Find the index of a question (in format string) from the dictionary (`wgm_dic`)

In [18]:
def find_question_index(questions, in_format="Auto", out_format="Short"):
    # the question should be a string
    
    codes = wgm_dic["Code"]
    long = wgm_dic["Long question"]
    short = wgm_dic["Short question"]
    
    if type(questions) == type('abc'): # if it's a string
        
        isincode = is_in(codes,questions)
        isinlong = is_in(long,questions)
        isinshort = is_in(short,questions)
        
        if in_format == "Auto":
            if isincode[0]: # if it's a code
                ind = isincode[1]
            elif isinlong[0]: # if it's a long
                ind = isinlong[1]
            elif isinshort[0]: # if it's a short
                ind = isinshort[1]
            else:
                raise Exception("Question not found in any type!") 
            
        elif in_format == "Code":
            if isincode[0]: # if it's a code
                ind = isincode[1]
            else:
                raise Exception("Question not found in the specified type!") 

        elif in_format=="Short":
            if isinshort[0]: # if it's a code
                ind = isinshort[1]
            else:
                raise Exception("Question not found in the specified type!") 

        elif in_format=="Long":
            if isinlong[0]: # if it's a code
                ind = isinlong[1]
            else:
                raise Exception("Question not found in the specified type!") 

        else:
            raise Exception("Input data type not recognized") 
    else:
        raise Exception("Invalid question type") 
        
    return ind

Translate the questions (either a string or a list of strings) into any other format (short, long or code)

In [19]:
def tanslateQuest(questions, in_format="Auto", out_format="Short"):
    # Translates a question from a format to another (Only Short, Long or Code)
    
    # questions should be either a list of strings or a string
    # The format can be only Long, Short or Code
    
    codes = wgm_dic["Code"]
    long = wgm_dic["Long question"]
    short = wgm_dic["Short question"]
    
    if type(questions) == type('abc'): # if it's a string
        questions = [questions] # make it as list
        
    ind_vec = list()
    out_vec = list()
        
    for quest in questions:
        ind = find_question_index(quest, in_format="Auto", out_format="Short")
        ind_vec.append(ind)
        
        if out_format == "Code":
            out = codes[ind]
            out_vec.append(out)
            
        elif out_format == "Short":
            out = short[ind]
            out_vec.append(out)
            
        elif out_format == "Long":
            out = long[ind]
            out_vec.append(out)
        
        else:
            raise Exception("Output format not recognized!")
    
    return [out_vec, ind_vec]

### Tranlsate answers

You enter a question and it gives out the possible answers as dictionary type.
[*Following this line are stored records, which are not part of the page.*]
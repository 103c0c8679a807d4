//! Request-scoped processing parameters
//!
//! Parameters arrive with each viewing request (typically parsed from JSON
//! by the transport collaborator) and carry no state between requests.

use serde::Deserialize;

/// Per-request processing parameters.
#[derive(Debug, Clone, Copy, Deserialize)]
#[serde(default)]
pub struct ProcessingParams {
    /// CLAHE clip limit; larger means a stronger local contrast boost.
    /// Non-positive disables enhancement.
    pub contrast: f32,

    /// EPSI display threshold; samples strictly below it are suppressed.
    pub threshold: f32,
}

impl Default for ProcessingParams {
    fn default() -> Self {
        Self {
            contrast: 1.0,
            threshold: 0.2,
        }
    }
}
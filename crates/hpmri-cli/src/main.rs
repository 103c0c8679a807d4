use std::fs;
use std::path::PathBuf;
use std::process;
use std::str::FromStr;

use clap::{Parser, Subcommand};
use hpmri_core::{
    config, frame_count, render_picture, store_acquisition, thresholded_spectrum,
    AcquisitionConfig, MagnetType, ProcessingParams,
};

#[derive(Parser)]
#[command(name = "hpmri")]
#[command(version, about = "HP-MRI acquisition processing", long_about = None)]
struct Cli {
    /// Acquisition store configuration file
    #[arg(short, long, value_name = "FILE", global = true)]
    config: Option<PathBuf>,

    #[command(subcommand)]
    command: Commands,
}

#[derive(Subcommand)]
enum Commands {
    /// Render one acquisition frame as a PNG
    Render {
        /// Frame index
        #[arg(value_name = "INDEX")]
        index: usize,

        /// Magnet type: "HUPC", "Clinical", or "MR Solutions"
        #[arg(short, long, value_name = "MAGNET", default_value = "HUPC")]
        magnet: String,

        /// CLAHE contrast strength (non-positive disables enhancement)
        #[arg(long, value_name = "FLOAT", default_value = "1.0")]
        contrast: f32,

        /// Output PNG path
        #[arg(short, long, value_name = "FILE")]
        out: PathBuf,
    },

    /// Count available frames for a magnet
    Count {
        /// Magnet type: "HUPC", "Clinical", or "MR Solutions"
        #[arg(short, long, value_name = "MAGNET", default_value = "HUPC")]
        magnet: String,
    },

    /// Print a thresholded EPSI series as JSON
    Spectrum {
        /// Dataset index
        #[arg(value_name = "INDEX")]
        index: usize,

        /// Magnet type: "HUPC", "Clinical", or "MR Solutions"
        #[arg(short, long, value_name = "MAGNET", default_value = "HUPC")]
        magnet: String,

        /// Suppression threshold
        #[arg(long, value_name = "FLOAT", default_value = "0.2")]
        threshold: f32,
    },

    /// Store a raw acquisition file in the upload directory
    Store {
        /// Source file
        #[arg(value_name = "FILE")]
        file: PathBuf,

        /// Target name (defaults to the source file name)
        #[arg(long, value_name = "NAME")]
        name: Option<String>,
    },
}

fn main() {
    env_logger::init();

    let cli = Cli::parse();
    let handle = config::load_config(cli.config.as_deref());
    for warning in &handle.warnings {
        log::warn!("{}", warning);
    }
    if let Some(source) = &handle.source {
        log::debug!("using acquisition config {}", source.display());
    }

    if let Err(err) = run(cli.command, &handle.config) {
        eprintln!("Error: {}", err);
        process::exit(1);
    }
}

fn run(command: Commands, config: &AcquisitionConfig) -> Result<(), Box<dyn std::error::Error>> {
    match command {
        Commands::Render {
            index,
            magnet,
            contrast,
            out,
        } => {
            let magnet = MagnetType::from_str(&magnet)?;
            let params = ProcessingParams {
                contrast,
                ..ProcessingParams::default()
            };
            let png = render_picture(config, magnet, index, &params)?;
            fs::write(&out, png)?;
            println!("Wrote {}", out.display());
        }

        Commands::Count { magnet } => {
            let magnet = MagnetType::from_str(&magnet)?;
            println!("{}", frame_count(config, magnet));
        }

        Commands::Spectrum {
            index,
            magnet,
            threshold,
        } => {
            let magnet = MagnetType::from_str(&magnet)?;
            let params = ProcessingParams {
                threshold,
                ..ProcessingParams::default()
            };
            let series = thresholded_spectrum(config, magnet, index, &params)?;
            println!("{}", serde_json::to_string(&series)?);
        }

        Commands::Store { file, name } => {
            let contents = fs::read(&file)?;
            let name = match name {
                Some(name) => name,
                None => file
                    .file_name()
                    .map(|n| n.to_string_lossy().into_owned())
                    .unwrap_or_default(),
            };
            let path = store_acquisition(config, &name, &contents)?;
            println!("Stored {}", path.display());
        }
    }

    Ok(())
}
//! Fixed-window request quotas
//!
//! One counter per identity, tagged with the window epoch
//! (`floor(unix_now / window)`) it belongs to. A counter from an older epoch is
//! reset in place on the next request and removed by [`QuotaEnforcer::sweep`].
//!
//! Every admit decision is taken while holding the `DashMap` entry lock for the
//! identity, so concurrent requests from one caller are linearized and can
//! never be admitted past capacity. Requests straddling a window boundary may
//! burst up to twice the capacity.

use super::auth::{Identity, Tier};
use crate::clock::Clock;
use dashmap::DashMap;
use std::{sync::Arc, time::Duration};
use tracing::debug;

/// Admit/reject decision for one request
#[derive(Debug, Clone, Copy, PartialEq, Eq)]
pub enum Admission {
    Admitted {
        limit: u32,
        remaining: u32,
        reset_after_secs: u64,
    },
    Rejected {
        limit: u32,
        retry_after_secs: u64,
    },
}

impl Admission {
    pub fn is_admitted(&self) -> bool {
        matches!(self, Admission::Admitted { .. })
    }
}

/// Per-identity counter for one window epoch
#[derive(Debug, Clone, Copy)]
struct QuotaCounter {
    epoch: u64,
    count: u32,
}

/// Owner of all quota counters
pub struct QuotaEnforcer {
    counters: DashMap<Identity, QuotaCounter>,
    window: Duration,
    clock: Arc<dyn Clock>,
}

impl QuotaEnforcer {
    pub fn new(window: Duration, clock: Arc<dyn Clock>) -> Self {
        Self {
            counters: DashMap::new(),
            window: window.max(Duration::from_secs(1)),
            clock,
        }
    }

    pub fn window(&self) -> Duration {
        self.window
    }

    /// Count one request for `identity` against `tier`'s capacity.
    pub fn admit(&self, identity: &Identity, tier: &Tier) -> Admission {
        let (epoch, reset_after_secs) = self.current_epoch();
        let limit = tier.requests_per_window;

        let mut counter = self
            .counters
            .entry(identity.clone())
            .or_insert(QuotaCounter { epoch, count: 0 });

        if counter.epoch != epoch {
            counter.epoch = epoch;
            counter.count = 0;
        }

        if counter.count < limit {
            counter.count += 1;
            Admission::Admitted {
                limit,
                remaining: limit - counter.count,
                reset_after_secs,
            }
        } else {
            Admission::Rejected {
                limit,
                retry_after_secs: reset_after_secs,
            }
        }
    }

    /// Drop counters whose window has passed. Returns how many were removed.
    pub fn sweep(&self) -> usize {
        let (epoch, _) = self.current_epoch();
        let before = self.counters.len();
        self.counters.retain(|_, counter| counter.epoch >= epoch);
        let removed = before.saturating_sub(self.counters.len());
        if removed > 0 {
            debug!(removed, active = self.counters.len(), "Swept expired quota counters");
        }
        removed
    }

    /// Number of identities with a live counter
    pub fn tracked_identities(&self) -> usize {
        self.counters.len()
    }

    /// Run [`sweep`](Self::sweep) on a fixed interval until the task is aborted.
    pub fn start_sweep_task(enforcer: Arc<QuotaEnforcer>, every: Duration) -> tokio::task::JoinHandle<()> {
        tokio::spawn(async move {
            let mut interval = tokio::time::interval(every);
            interval.set_missed_tick_behavior(tokio::time::MissedTickBehavior::Skip);
            loop {
                interval.tick().await;
                enforcer.sweep();
            }
        })
    }

    /// Current epoch and whole seconds left until it ends (at least 1)
    fn current_epoch(&self) -> (u64, u64) {
        let now_ms = self.clock.unix_now().as_millis() as u64;
        let window_ms = self.window.as_millis() as u64;
        let epoch = now_ms / window_ms;
        let remaining_ms = (epoch + 1) * window_ms - now_ms;
        (epoch, remaining_ms.div_ceil(1_000).max(1))
    }
}
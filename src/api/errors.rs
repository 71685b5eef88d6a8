//! API Error Handling
//!
//! JSON error bodies of the form `{"error": "...", "code": "..."}` with proper
//! HTTP status codes and request tracking.

use axum::{
    http::{header, HeaderValue, StatusCode},
    response::{IntoResponse, Response},
    Json,
};
use serde::{Deserialize, Serialize};
use std::fmt;

/// Error response body
#[derive(Debug, Clone, Serialize, Deserialize)]
pub struct ErrorResponse {
    /// Human-readable error message
    pub error: String,
    /// Error code (RATE_LIMITED, UNAUTHORIZED, NOT_FOUND, ...)
    pub code: String,
    #[serde(skip_serializing_if = "Option::is_none")]
    pub retry_after: Option<u64>,
    #[serde(skip_serializing_if = "Option::is_none")]
    pub request_id: Option<String>,
}

/// API error types with request tracking
#[derive(Debug)]
pub struct ApiError {
    pub kind: ApiErrorKind,
    pub request_id: Option<String>,
}

#[derive(Debug)]
pub enum ApiErrorKind {
    TooManyRequests {
        limit: u32,
        window_secs: u64,
        retry_after_secs: u64,
    },
    Unauthorized(String),
    NotFound(String),
}

impl ApiError {
    pub fn too_many_requests(
        request_id: Option<String>,
        limit: u32,
        window_secs: u64,
        retry_after_secs: u64,
    ) -> Self {
        Self {
            kind: ApiErrorKind::TooManyRequests {
                limit,
                window_secs,
                retry_after_secs,
            },
            request_id,
        }
    }

    pub fn unauthorized(request_id: Option<String>, message: String) -> Self {
        Self {
            kind: ApiErrorKind::Unauthorized(message),
            request_id,
        }
    }

    pub fn not_found(request_id: Option<String>, message: String) -> Self {
        Self {
            kind: ApiErrorKind::NotFound(message),
            request_id,
        }
    }

    fn message(&self) -> String {
        match &self.kind {
            ApiErrorKind::TooManyRequests {
                limit, window_secs, ..
            } => format!(
                "Too many requests. Your limits are currently {} requests per {} seconds.",
                limit, window_secs
            ),
            ApiErrorKind::Unauthorized(msg) | ApiErrorKind::NotFound(msg) => msg.clone(),
        }
    }
}

impl fmt::Display for ApiError {
    fn fmt(&self, f: &mut fmt::Formatter<'_>) -> fmt::Result {
        match &self.request_id {
            Some(id) => write!(f, "[{}] {}", id, self.message()),
            None => write!(f, "{}", self.message()),
        }
    }
}

impl std::error::Error for ApiError {}

impl IntoResponse for ApiError {
    fn into_response(self) -> Response {
        let message = self.message();
        let (status, code, retry_after) = match &self.kind {
            ApiErrorKind::TooManyRequests {
                retry_after_secs, ..
            } => (
                StatusCode::TOO_MANY_REQUESTS,
                "RATE_LIMITED",
                Some(*retry_after_secs),
            ),
            ApiErrorKind::Unauthorized(_) => (StatusCode::UNAUTHORIZED, "UNAUTHORIZED", None),
            ApiErrorKind::NotFound(_) => (StatusCode::NOT_FOUND, "NOT_FOUND", None),
        };

        let body = Json(ErrorResponse {
            error: message,
            code: code.to_string(),
            retry_after,
            request_id: self.request_id,
        });

        let mut response = (status, body).into_response();
        if let Some(secs) = retry_after {
            response
                .headers_mut()
                .insert(header::RETRY_AFTER, HeaderValue::from(secs));
        }
        response
    }
}
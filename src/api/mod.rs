//! HTTP surface of the gateway
//!
//! Versioned route groups behind the tiered access gate, plus the live event
//! WebSocket and operational endpoints.

pub mod auth;
pub mod errors;
pub mod handlers;
pub mod middleware;
pub mod models;
pub mod quota;
pub mod routes;
pub mod security;
pub mod server;
pub mod websocket;

pub use auth::{CredentialResolver, Identity, Tier, TierClass, TierLimits, TokenIssuer};
pub use quota::{Admission, QuotaEnforcer};
pub use security::{AccessContext, AccessGate, GatePolicy};
pub use server::{ApiServer, GatewayApp};
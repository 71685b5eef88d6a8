//! Caller credentials and access tiers
//!
//! Resolves the `Authorization` header of a request to an [`Identity`] and a
//! [`Tier`]:
//! - no header: anonymous bucket keyed by the caller's address
//! - `Bearer <privileged secret>`: the fixed privileged bucket at the highest tier
//! - `Bearer <HS256 token>`: the token subject at the tier named by its `tier` claim
//!
//! Token capacities are clamped to `max_requests_per_window` so a forged or
//! oversized claim can never lift the quota ceiling.

use crate::config::{AuthConfig, RateLimitConfig};
use chrono::Utc;
use jsonwebtoken::{decode, encode, Algorithm, DecodingKey, EncodingKey, Header, Validation};
use serde::{Deserialize, Serialize};
use sha2::{Digest, Sha256};
use std::{fmt, net::IpAddr, time::Duration};
use subtle::ConstantTimeEq;
use thiserror::Error;
use tracing::{debug, warn};

/// Principal a quota is tracked against
#[derive(Debug, Clone, PartialEq, Eq, Hash)]
pub enum Identity {
    /// Caller without credentials, keyed by network address
    Anonymous(IpAddr),
    /// Subject id taken from a verified token
    Subject(String),
    /// Holder of the static shared secret
    Privileged,
}

impl Identity {
    pub fn is_authenticated(&self) -> bool {
        !matches!(self, Identity::Anonymous(_))
    }
}

impl fmt::Display for Identity {
    fn fmt(&self, f: &mut fmt::Formatter<'_>) -> fmt::Result {
        match self {
            Identity::Anonymous(ip) => write!(f, "ip:{}", ip),
            Identity::Subject(sub) => write!(f, "sub:{}", sub),
            Identity::Privileged => write!(f, "privileged"),
        }
    }
}

/// Access class named by a token's `tier` claim
#[derive(Debug, Clone, Copy, PartialEq, Eq, Hash, Serialize, Deserialize)]
#[serde(rename_all = "snake_case")]
pub enum TierClass {
    Anonymous,
    Basic,
    Pro,
}

/// Access tier with its resolved per-window capacity
#[derive(Debug, Clone, Copy, PartialEq, Eq, Hash)]
pub struct Tier {
    pub class: TierClass,
    pub requests_per_window: u32,
}

impl fmt::Display for Tier {
    fn fmt(&self, f: &mut fmt::Formatter<'_>) -> fmt::Result {
        match self.class {
            TierClass::Anonymous => write!(f, "anonymous"),
            TierClass::Basic => write!(f, "basic"),
            TierClass::Pro => write!(f, "pro-{}", self.requests_per_window),
        }
    }
}

/// Capacities of the statically configured tiers
#[derive(Debug, Clone, Copy, PartialEq, Eq)]
pub struct TierLimits {
    pub anonymous: u32,
    pub basic: u32,
    /// Ceiling for any declared capacity; also the highest tier
    pub max: u32,
}

impl From<&RateLimitConfig> for TierLimits {
    fn from(config: &RateLimitConfig) -> Self {
        Self {
            anonymous: config.anonymous_requests,
            basic: config.basic_requests,
            max: config.max_requests_per_window,
        }
    }
}

impl TierLimits {
    pub fn anonymous(&self) -> Tier {
        Tier {
            class: TierClass::Anonymous,
            requests_per_window: self.anonymous,
        }
    }

    pub fn highest(&self) -> Tier {
        Tier {
            class: TierClass::Pro,
            requests_per_window: self.max,
        }
    }

    /// Parse a tier label (`anonymous`, `basic`, `pro-N`), clamping `N` to `max`.
    pub fn parse(&self, label: &str) -> Result<Tier, CredentialError> {
        match label {
            "anonymous" => Ok(self.anonymous()),
            "basic" => Ok(Tier {
                class: TierClass::Basic,
                requests_per_window: self.basic,
            }),
            other => {
                let unknown =
                    || CredentialError::InvalidCredential(format!("unknown tier '{}'", other));
                let digits = other
                    .strip_prefix("pro-")
                    .filter(|n| !n.is_empty() && n.bytes().all(|b| b.is_ascii_digit()))
                    .ok_or_else(unknown)?;
                // Digits beyond u64 can only mean more than the ceiling
                let declared = digits.parse::<u64>().unwrap_or(u64::MAX);
                if declared == 0 {
                    return Err(unknown());
                }

                let clamped = declared.min(self.max as u64) as u32;
                if declared > self.max as u64 {
                    warn!(declared, max = self.max, "Clamping declared tier capacity");
                }

                Ok(Tier {
                    class: TierClass::Pro,
                    requests_per_window: clamped,
                })
            }
        }
    }
}

/// Claims carried by a signed tier token
#[derive(Debug, Clone, Serialize, Deserialize)]
pub struct TokenClaims {
    /// Stable subject id
    pub sub: String,
    /// Tier label, e.g. `basic` or `pro-240`
    pub tier: String,
    /// Expiration (Unix seconds)
    pub exp: u64,
    /// Issued at (Unix seconds)
    #[serde(default)]
    pub iat: Option<u64>,
}

/// Outcome of credential resolution
#[derive(Debug, Clone, PartialEq, Eq)]
pub struct ResolvedCaller {
    pub identity: Identity,
    pub tier: Tier,
}

#[derive(Debug, Clone, PartialEq, Eq, Error)]
pub enum CredentialError {
    #[error("invalid credential: {0}")]
    InvalidCredential(String),
}

/// Read-only verifier for request authorization material
#[derive(Clone)]
pub struct CredentialResolver {
    limits: TierLimits,
    decoding_key: Option<DecodingKey>,
    validation: Validation,
    privileged_digest: Option<[u8; 32]>,
}

impl CredentialResolver {
    pub fn new(auth: &AuthConfig, limits: TierLimits) -> Self {
        Self {
            limits,
            decoding_key: auth
                .jwt_secret
                .as_ref()
                .map(|secret| DecodingKey::from_secret(secret.as_bytes())),
            validation: token_validation(),
            privileged_digest: auth.privileged_secret.as_deref().map(digest),
        }
    }

    pub fn limits(&self) -> &TierLimits {
        &self.limits
    }

    /// Anonymous treatment for a caller address
    pub fn anonymous(&self, peer: IpAddr) -> ResolvedCaller {
        ResolvedCaller {
            identity: Identity::Anonymous(peer),
            tier: self.limits.anonymous(),
        }
    }

    /// Resolve the raw `Authorization` header value, if any.
    pub fn resolve(
        &self,
        authorization: Option<&str>,
        peer: IpAddr,
    ) -> Result<ResolvedCaller, CredentialError> {
        let Some(header) = authorization.map(str::trim).filter(|h| !h.is_empty()) else {
            return Ok(self.anonymous(peer));
        };

        let credential = bearer_value(header).ok_or_else(|| {
            CredentialError::InvalidCredential("unsupported authorization scheme".to_string())
        })?;

        if self.matches_privileged(credential) {
            return Ok(ResolvedCaller {
                identity: Identity::Privileged,
                tier: self.limits.highest(),
            });
        }

        let claims = self.verify_token(credential)?;
        let tier = self.limits.parse(&claims.tier)?;
        debug!(subject = %claims.sub, tier = %tier, "Resolved token credential");

        Ok(ResolvedCaller {
            identity: Identity::Subject(claims.sub),
            tier,
        })
    }

    fn matches_privileged(&self, credential: &str) -> bool {
        match &self.privileged_digest {
            Some(expected) => bool::from(expected[..].ct_eq(&digest(credential)[..])),
            None => false,
        }
    }

    fn verify_token(&self, token: &str) -> Result<TokenClaims, CredentialError> {
        let key = self.decoding_key.as_ref().ok_or_else(|| {
            CredentialError::InvalidCredential("token authentication is disabled".to_string())
        })?;

        let data = decode::<TokenClaims>(token, key, &self.validation)
            .map_err(|e| CredentialError::InvalidCredential(e.to_string()))?;

        if data.claims.sub.trim().is_empty() {
            return Err(CredentialError::InvalidCredential(
                "token subject is empty".to_string(),
            ));
        }

        Ok(data.claims)
    }
}

/// Mints signed tier tokens with the configured secret
pub struct TokenIssuer {
    encoding_key: EncodingKey,
    limits: TierLimits,
}

impl TokenIssuer {
    pub fn new(secret: &str, limits: TierLimits) -> Self {
        Self {
            encoding_key: EncodingKey::from_secret(secret.as_bytes()),
            limits,
        }
    }

    pub fn issue(&self, subject: &str, tier: &str, ttl: Duration) -> Result<String, CredentialError> {
        if subject.trim().is_empty() {
            return Err(CredentialError::InvalidCredential(
                "token subject is empty".to_string(),
            ));
        }
        self.limits.parse(tier)?;

        let now = Utc::now().timestamp().max(0) as u64;
        let claims = TokenClaims {
            sub: subject.to_string(),
            tier: tier.to_string(),
            exp: now + ttl.as_secs(),
            iat: Some(now),
        };

        encode(&Header::new(Algorithm::HS256), &claims, &self.encoding_key)
            .map_err(|e| CredentialError::InvalidCredential(e.to_string()))
    }
}

fn token_validation() -> Validation {
    let mut validation = Validation::new(Algorithm::HS256);
    validation.leeway = 0;
    validation.set_required_spec_claims(&["exp", "sub"]);
    validation
}

fn bearer_value(header: &str) -> Option<&str> {
    let (scheme, value) = header.split_once(' ')?;
    if scheme.eq_ignore_ascii_case("bearer") {
        Some(value.trim()).filter(|v| !v.is_empty())
    } else {
        None
    }
}

fn digest(secret: &str) -> [u8; 32] {
    Sha256::digest(secret.as_bytes()).into()
}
Actually the real output is:

`[numNval_dict, num2val, val2num]`

where `numNval_dict` is the dictionary in both diretions (both num2val and val2num)

In [20]:
def extractAns(question, question_in_format="Auto", question_out_format="Short", ans_out_format="AShort"):
    # you can use only one question
    # Answers can be a list
    
    quest_index = tanslateQuest(question, in_format=question_in_format, out_format="Code")[0][0]
    
    raw_dict = wgm_dic.loc[[quest_index], ["Ans dic"]]
    
    raw_dict = raw_dict.values[0][0]
    
    splitted = raw_dict.split(sep=', ')
#     print(splitted)

    num2val = dict()
    val2num = dict()
    numNval_dict = dict()

    for el in splitted:
        if len(el)<3:
            continue
        
#         print(el)
        [num, val] =el.split(sep='=')
        num = int(num)

        num2val[num] = val
        numNval_dict[num] = val

        val2num[val] = num
        numNval_dict[val] = num
    
    return [numNval_dict, num2val, val2num]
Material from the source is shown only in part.